Author(s)

Bart Van Parys

We study the problem of designing optimal learning and decision-making formulations when only historical data is available. Prior work typically commits to a particular class of data-driven formulation and subsequently tries to establish out-of-sample performance guarantees. Following (Van Parys et al. From data to decisions: Distributionally robust optimization is optimal. Management Science 2020) we take here the opposite approach. We define first a sensible yardstick with which to measure the quality of any data-driven formulation and subsequently seek to find an “optimal” such formulation. Informally, any data-driven formulation can be seen to balance a measure of proximity of the estimated cost to the actual cost while guaranteeing a level of out-of-sample performance. Given an acceptable level of out-of-sample performance, we construct explicitly a data-driven formulation that is uniformly closer to the true cost than any other formulation enjoying the same out-of-sample performance. We show the existence of three distinct out-of-sample performance regimes; a superexponential regime, an exponential regime, and a subexponential regime.

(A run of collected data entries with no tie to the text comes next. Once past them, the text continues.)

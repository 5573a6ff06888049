// SPDX-License-Identifier: MPL-2.0
// This Source Code Form is subject to the terms of the Mozilla Public
// License, v. 2.0. If a copy of the MPL was not distributed with this
// file, You can obtain one at https://mozilla.org/MPL/2.0/.

//! Cancellable timers owned by a session.
//!
//! A timer is a tokio task that sleeps and then posts a [`TimerEvent`] into
//! the session inbox. Dropping the [`ScheduledTask`] aborts the sleep, so a
//! torn-down session cannot leave timers behind. An event that was already
//! posted before cancellation is recognised as stale by its id.

use std::sync::Arc;
use std::sync::atomic::{AtomicU64, Ordering};
use std::time::Duration;

use tokio::sync::mpsc;
use tokio::task::JoinHandle;

/// What a timer asks the session to do.
#[derive(Debug, Clone, PartialEq, Eq)]
pub enum TimerKind {
    /// Retry the broker connection.
    Reconnect,
    /// Subscribe to the base topic after a successful connect.
    Resubscribe,
    /// Turn verbose logging back off.
    DebugLoggingExpired,
    /// Ask a newly claimed device for its current state.
    RequestState {
        /// IEEE address of the device.
        ieee_address: String,
    },
}

/// A fired timer.
#[derive(Debug, Clone, PartialEq, Eq)]
pub struct TimerEvent {
    /// Id of the [`ScheduledTask`] that fired.
    pub id: u64,
    /// What to do.
    pub kind: TimerKind,
}

/// Creates timers that post into one inbox.
#[derive(Debug, Clone)]
pub struct Scheduler {
    sender: mpsc::UnboundedSender<TimerEvent>,
    next_id: Arc<AtomicU64>,
}

impl Scheduler {
    /// Creates a scheduler and the receiving end of its inbox.
    #[must_use]
    pub fn new() -> (Self, mpsc::UnboundedReceiver<TimerEvent>) {
        let (sender, receiver) = mpsc::unbounded_channel();
        let scheduler = Self {
            sender,
            next_id: Arc::new(AtomicU64::new(1)),
        };
        (scheduler, receiver)
    }

    /// Posts `kind` after `delay`.
    ///
    /// Must be called from within a tokio runtime.
    #[must_use = "dropping the task cancels the timer"]
    pub fn schedule(&self, delay: Duration, kind: TimerKind) -> ScheduledTask {
        let id = self.next_id.fetch_add(1, Ordering::Relaxed);
        let sender = self.sender.clone();
        tracing::trace!(id, ?kind, delay_ms = delay.as_millis(), "Timer scheduled");
        let handle = tokio::spawn(async move {
            tokio::time::sleep(delay).await;
            // The session may already be gone.
            let _ = sender.send(TimerEvent { id, kind });
        });
        ScheduledTask { id, handle }
    }
}

/// A pending timer. Aborted when dropped.
#[derive(Debug)]
pub struct ScheduledTask {
    id: u64,
    handle: JoinHandle<()>,
}

impl ScheduledTask {
    /// Returns the id carried by the event this timer posts.
    #[must_use]
    pub fn id(&self) -> u64 {
        self.id
    }

    /// Returns whether `event` was posted by this timer.
    #[must_use]
    pub fn fired(&self, event: &TimerEvent) -> bool {
        self.id == event.id
    }

    /// Cancels the timer.
    pub fn cancel(self) {
        drop(self);
    }
}

impl Drop for ScheduledTask {
    fn drop(&mut self) {
        self.handle.abort();
    }
}

#[cfg(test)]
mod tests {
    use super::*;

    #[tokio::test(start_paused = true)]
    async fn fires_after_delay() {
        let (scheduler, mut rx) = Scheduler::new();
        let task = scheduler.schedule(Duration::from_secs(4), TimerKind::Resubscribe);

        tokio::time::advance(Duration::from_secs(3)).await;
        assert!(rx.try_recv().is_err());

        let event = rx.recv().await.unwrap();
        assert!(task.fired(&event));
        assert_eq!(event.kind, TimerKind::Resubscribe);
    }

    #[tokio::test(start_paused = true)]
    async fn cancelled_timer_never_fires() {
        let (scheduler, mut rx) = Scheduler::new();
        let task = scheduler.schedule(Duration::from_secs(5), TimerKind::Reconnect);
        task.cancel();

        tokio::time::sleep(Duration::from_secs(10)).await;
        assert!(rx.try_recv().is_err());
    }

    #[tokio::test(start_paused = true)]
    async fn dropped_timer_never_fires() {
        let (scheduler, mut rx) = Scheduler::new();
        {
            let _task = scheduler.schedule(Duration::from_secs(1), TimerKind::DebugLoggingExpired);
        }
        tokio::time::sleep(Duration::from_secs(2)).await;
        assert!(rx.try_recv().is_err());
    }

    #[tokio::test(start_paused = true)]
    async fn ids_are_unique() {
        let (scheduler, _rx) = Scheduler::new();
        let a = scheduler.schedule(Duration::from_secs(1), TimerKind::Reconnect);
        let b = scheduler.clone().schedule(Duration::from_secs(1), TimerKind::Reconnect);
        assert_ne!(a.id(), b.id());
    }
}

The optimal data-driven formulations can be interpreted as a classically robust formulation in the superexponential regime, an entropic distributionally robust formulation in the exponential regime, and finally a variance penalized formulation in the subexponential regime. This final observation unveils a surprising connection between these three, at first glance seemingly unrelated, data-driven formulations which until now remained hidden.

Date Published: 2025

Citations: Bennouna, Amine, Bart Van Parys. 2025. Learning and decision-making with data : optimal formulations and phase transitions. Mathematical Programming.